____ Input data
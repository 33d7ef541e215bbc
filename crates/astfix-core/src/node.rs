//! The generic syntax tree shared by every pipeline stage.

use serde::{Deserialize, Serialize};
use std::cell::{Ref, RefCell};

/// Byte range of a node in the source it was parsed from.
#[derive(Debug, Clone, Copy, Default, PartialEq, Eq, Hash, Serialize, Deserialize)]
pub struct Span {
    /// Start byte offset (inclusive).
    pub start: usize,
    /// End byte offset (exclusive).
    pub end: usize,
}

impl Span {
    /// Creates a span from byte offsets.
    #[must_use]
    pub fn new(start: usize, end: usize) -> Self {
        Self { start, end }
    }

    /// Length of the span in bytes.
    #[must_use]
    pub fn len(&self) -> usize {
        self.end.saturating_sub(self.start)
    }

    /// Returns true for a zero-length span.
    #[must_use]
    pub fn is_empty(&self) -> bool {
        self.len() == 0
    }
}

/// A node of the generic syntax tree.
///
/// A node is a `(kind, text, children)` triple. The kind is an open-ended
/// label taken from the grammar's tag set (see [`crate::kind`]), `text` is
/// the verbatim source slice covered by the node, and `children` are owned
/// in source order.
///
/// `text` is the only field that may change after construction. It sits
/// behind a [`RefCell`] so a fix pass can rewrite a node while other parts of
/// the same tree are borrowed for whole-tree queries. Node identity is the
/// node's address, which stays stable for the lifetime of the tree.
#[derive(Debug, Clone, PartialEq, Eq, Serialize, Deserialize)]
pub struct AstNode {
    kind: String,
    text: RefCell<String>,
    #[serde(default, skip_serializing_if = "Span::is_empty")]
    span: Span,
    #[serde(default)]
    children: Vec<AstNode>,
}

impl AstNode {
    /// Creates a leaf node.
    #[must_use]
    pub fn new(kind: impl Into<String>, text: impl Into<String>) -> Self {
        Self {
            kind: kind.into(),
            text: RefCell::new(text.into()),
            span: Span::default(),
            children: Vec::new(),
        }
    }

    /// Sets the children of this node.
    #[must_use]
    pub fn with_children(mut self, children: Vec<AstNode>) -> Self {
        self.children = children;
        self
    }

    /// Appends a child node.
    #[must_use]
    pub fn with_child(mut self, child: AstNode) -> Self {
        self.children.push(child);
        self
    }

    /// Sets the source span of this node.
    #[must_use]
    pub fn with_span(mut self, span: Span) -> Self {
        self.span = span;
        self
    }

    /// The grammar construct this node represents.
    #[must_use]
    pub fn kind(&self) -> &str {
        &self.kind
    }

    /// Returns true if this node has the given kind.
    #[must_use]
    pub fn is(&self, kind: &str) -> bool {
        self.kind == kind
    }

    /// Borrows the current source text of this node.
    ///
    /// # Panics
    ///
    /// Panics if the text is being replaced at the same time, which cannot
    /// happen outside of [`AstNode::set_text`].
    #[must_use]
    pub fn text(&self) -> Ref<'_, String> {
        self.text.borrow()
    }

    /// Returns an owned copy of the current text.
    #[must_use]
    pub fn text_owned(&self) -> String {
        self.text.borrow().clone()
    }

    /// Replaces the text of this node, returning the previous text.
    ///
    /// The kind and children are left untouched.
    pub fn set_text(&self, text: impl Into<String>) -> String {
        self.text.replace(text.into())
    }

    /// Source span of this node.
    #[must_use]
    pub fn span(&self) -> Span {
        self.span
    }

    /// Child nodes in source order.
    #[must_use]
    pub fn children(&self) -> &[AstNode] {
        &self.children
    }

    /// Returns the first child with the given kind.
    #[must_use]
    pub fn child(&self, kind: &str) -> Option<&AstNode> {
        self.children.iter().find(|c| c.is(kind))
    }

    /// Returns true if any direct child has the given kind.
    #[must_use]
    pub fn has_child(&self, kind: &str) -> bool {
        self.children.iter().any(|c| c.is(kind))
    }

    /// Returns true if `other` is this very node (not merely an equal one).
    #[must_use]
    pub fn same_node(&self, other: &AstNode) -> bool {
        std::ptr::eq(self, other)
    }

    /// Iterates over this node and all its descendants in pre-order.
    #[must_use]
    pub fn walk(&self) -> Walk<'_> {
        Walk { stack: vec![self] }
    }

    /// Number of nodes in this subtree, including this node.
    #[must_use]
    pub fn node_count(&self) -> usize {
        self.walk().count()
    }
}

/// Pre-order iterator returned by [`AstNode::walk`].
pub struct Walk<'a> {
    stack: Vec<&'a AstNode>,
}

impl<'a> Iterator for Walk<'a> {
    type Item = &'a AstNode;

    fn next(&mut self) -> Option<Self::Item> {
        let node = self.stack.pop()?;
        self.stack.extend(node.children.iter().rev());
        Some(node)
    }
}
________
Lines from the top of the entries through the line with "was parsed from." are to be transcribed exactly, and nothing more.

▸ Response to this exercise
repository 33d7ef541e215bbc
filename crates/astfix-core/src/node.rs
//! The generic syntax tree shared by every pipeline stage.

use serde::{Deserialize, Serialize};
use std::cell::{Ref, RefCell};

/// Byte range of a node in the source it was parsed from.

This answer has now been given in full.